(Stored data entries)
= Beginning of Section =

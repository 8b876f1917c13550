use clap::Parser;
use std::{
    path::PathBuf,
    time::Duration,
};

/// Collects environment probes and prints the composite fingerprint as JSON.
#[derive(Parser, Debug, Clone)]
#[command(author, version, about, long_about = None)]
pub struct Args {
    /// YAML file merged over the built-in defaults. Defaults to
    /// `config.yaml` in the configuration directory, if present.
    #[arg(long, env = "ENVPRINT_CONFIG_FILE")]
    pub config: Option<PathBuf>,

    /// Overrides a single configuration value, e.g. `--set cache.ttl=5000`.
    /// May be repeated.
    #[arg(long = "set", value_name = "PATH=VALUE")]
    pub assignments: Vec<String>,

    /// Number of collection cycles to run.
    #[arg(long, default_value_t = 1)]
    pub repeat: u32,

    /// Pause between cycles, e.g. `500ms` or `2s`.
    #[arg(long, default_value = "1s", value_parser = humantime::parse_duration)]
    pub interval: Duration,

    /// Pretty-print the JSON output.
    #[arg(long, action)]
    pub pretty: bool,

    /// Log at debug level unless `RUST_LOG` says otherwise.
    #[arg(long, action)]
    pub debug: bool,

    /// Print the enabled probes in execution order and exit.
    #[arg(long, action)]
    pub list_probes: bool,
}
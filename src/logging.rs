use tracing_subscriber::{
    fmt,
    layer::SubscriberExt,
    util::SubscriberInitExt,
    EnvFilter,
    Layer,
};

/// Logs go to stderr so stdout only carries the fingerprint JSON.
pub fn init_logging(debug: bool) {
    let fallback = if debug { "debug" } else { "info" };
    let filter = EnvFilter::try_from_default_env().unwrap_or_else(|_| EnvFilter::new(fallback));

    tracing_subscriber::registry()
        .with(fmt::layer().with_writer(std::io::stderr).with_filter(filter))
        .with(tracing_error::ErrorLayer::default())
        .init();
}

= End of Section =

What you have to do: Locate the line that contains "let fallback = if", then please quote it and every line after it to the end of the entries above, exactly and with nothing else.

Final answer:
    let fallback = if debug { "debug" } else { "info" };
    let filter = EnvFilter::try_from_default_env().unwrap_or_else(|_| EnvFilter::new(fallback));

    tracing_subscriber::registry()
        .with(fmt::layer().with_writer(std::io::stderr).with_filter(filter))
        .with(tracing_error::ErrorLayer::default())
        .init();
}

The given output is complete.